He didn't seem terribly moved by her answer, though maybe it was because he sensed the same thing in her that Jaqen, and the Hound not long after him, had both sensed in her. Gendry knew it was there as well, and it frightened him, but not the old lion. He always knew that his time would tick by before she was a real threat to him. Maybe that was why he was here now, still lingering outside his tomb, waiting for her to see the job complete.

"If it's death you pray for," he said slyly, "might you have been better off wedding the Stranger?"

She smirked at him and shook her head, "What good is having a weapon if you can't use it?"

He laughed again, not as soft this time, and again the warmth tingled across her skin. She wasn't sure she _liked_ it that second time, the way the heat seemed to ripple across her flesh and melt away the ice that had formed on her shroud. But she didn't have time to think about the way the cold leeched from her body, because a moment later he reached towards her, beckoning her in. She stared at his outstretched hand cautiously, unsure why he'd want to draw her in like this. But the first moment's brief hesitation was over in a breath, and she found herself slipping her own cold hand into his, and allowing him to lead her down onto the bench next to him. The compulsion that drew her towards him was no different than the hand that led her through the winding mausoleums and statues of the lichyard, though she'd almost forgotten that's where she was until the ghostly touch urged her forward.

She let him guide her down next to him, leaving barely a breath of room between them as she angled her body towards his. While she'd never been this close to him before, she always wondered what it would be like to feel the weight of such a person next to her. It was heady and overwhelming, and he hadn't even touched her yet. Tywin carefully slid her legs into his lap, then dusted the snow off her toes, and covered her with the black of his own cloak.

"I always thought it would be you," he said softly, reaching out to brush the snowflakes from her short, dark hair.

She found herself leaning into the touch, even if the warmth of his hand threatened to chase her away. As cold as his gaze had always been, his touch felt like it would melt her, as warm as any living man's ever had been. It seemed so strange that, in this place, hers would be ghastly cold flesh and he would be the one to warm her, but she felt suddenly like more of a corpse than him. She twisted away from the touch, and the smirk glint in his eyes again. He reached for her, and again she squirmed from his touch, and each time he was a little less gentle until his arms wound tight around her waist and his hand buried deep in her dark hair. The playful teasing had worked up a flush on her pale cheeks and, as he drew her in, she could feel the warmth radiating off of him as well.
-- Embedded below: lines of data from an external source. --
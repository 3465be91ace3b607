//! Register command - create a new participant account
//!
//! Registration never logs the participant in; a dedicated success screen
//! points at the login command instead.

use anyhow::{Context, Result};
use chrono::NaiveDate;
use dialoguer::{Input, Password, Select};
use prosono_core::domain::date;
use prosono_core::{Gender, RegisterData};

use super::{get_context, with_spinner};
use crate::output;

pub async fn run() -> Result<()> {
    let ctx = get_context()?;

    let email: String = Input::new().with_prompt("Email").interact_text()?;

    let password = Password::new()
        .with_prompt("Password (at least 8 characters)")
        .interact()?;
    let confirmation = Password::new().with_prompt("Confirm password").interact()?;
    if password != confirmation {
        anyhow::bail!("Passwords do not match");
    }

    let first_name: String = Input::new().with_prompt("First name").interact_text()?;
    let last_name: String = Input::new().with_prompt("Last name").interact_text()?;
    let birth_date = prompt_birth_date()?;

    let gender_options = ["Male", "Female", "Other", "Prefer not to say"];
    let gender = match Select::new()
        .with_prompt("Gender")
        .items(&gender_options)
        .default(3)
        .interact()?
    {
        0 => Some(Gender::Male),
        1 => Some(Gender::Female),
        2 => Some(Gender::Other),
        _ => None,
    };

    let school: String = Input::new()
        .with_prompt("School (optional)")
        .allow_empty(true)
        .interact_text()?;
    let school = if school.trim().is_empty() {
        None
    } else {
        Some(school.trim().to_string())
    };

    let school_year: String = Input::new()
        .with_prompt("School year, 10-12 (optional)")
        .allow_empty(true)
        .interact_text()?;
    let school_year = if school_year.trim().is_empty() {
        None
    } else {
        Some(
            school_year
                .trim()
                .parse::<u8>()
                .context("School year must be a number")?,
        )
    };

    let data = RegisterData {
        email,
        password,
        first_name,
        last_name,
        birth_date,
        gender,
        school,
        school_year,
    };

    if let Err(e) = with_spinner("Creating account...", ctx.auth_service.register(&data)).await {
        if e.is_conflict() {
            anyhow::bail!("That email is already registered");
        }
        return Err(e.into());
    }

    // No session exists yet, so show a success screen instead of a dashboard
    println!();
    output::success("Account created successfully!");
    println!("You can now log in with 'prosono login'.");
    Ok(())
}

fn prompt_birth_date() -> Result<NaiveDate> {
    let display: String = Input::new()
        .with_prompt("Birth date (DD-MM-YYYY)")
        .validate_with(|input: &String| -> Result<(), String> {
            date::validate_display_date(input).map_err(|e| e.to_string())
        })
        .interact_text()?;

    NaiveDate::parse_from_str(&date::to_wire_date(&display), "%Y-%m-%d")
        .context("Birth date is not a real calendar date")
}
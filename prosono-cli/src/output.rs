//! Output formatting utilities

use colored::Colorize;
use comfy_table::{presets::UTF8_FULL_CONDENSED, ContentArrangement, Table};

/// Print a success message
pub fn success(msg: &str) {
    println!("{}", msg.green());
}

/// Print an error message
pub fn error(msg: &str) {
    eprintln!("{}", msg.red());
}

/// Print a warning message
pub fn warning(msg: &str) {
    println!("{}", msg.yellow());
}

/// Print an info message
pub fn info(msg: &str) {
    println!("{}", msg.cyan());
}

/// Create a styled table
pub fn create_table() -> Table {
    let mut table = Table::new();
    table.load_preset(UTF8_FULL_CONDENSED);
    table.set_content_arrangement(ContentArrangement::Dynamic);
    table
}

/// Format a minute count as hours and minutes ("7h 45m")
pub fn format_duration(minutes: f64) -> String {
    let total = minutes.round() as i64;
    format!("{}h {:02}m", total / 60, total % 60)
}

/// Format minutes-from-midnight as a clock time ("07:30")
pub fn format_clock(minutes: f64) -> String {
    let total = (minutes.round() as i64).rem_euclid(24 * 60);
    format!("{:02}:{:02}", total / 60, total % 60)
}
If his hands were warm, his kiss was scorching, holding her lithe frame against his with both hands, commanding her mouth to follow his as he'd commanded her through the lichyard. The hand in her hair slipped down to the back of her neck, while the one at her back came around to carefully untangle the sheet from around her waist. It slipped down easily, draping loose across their laps and giving him a new expanse of skin to drag his hands across.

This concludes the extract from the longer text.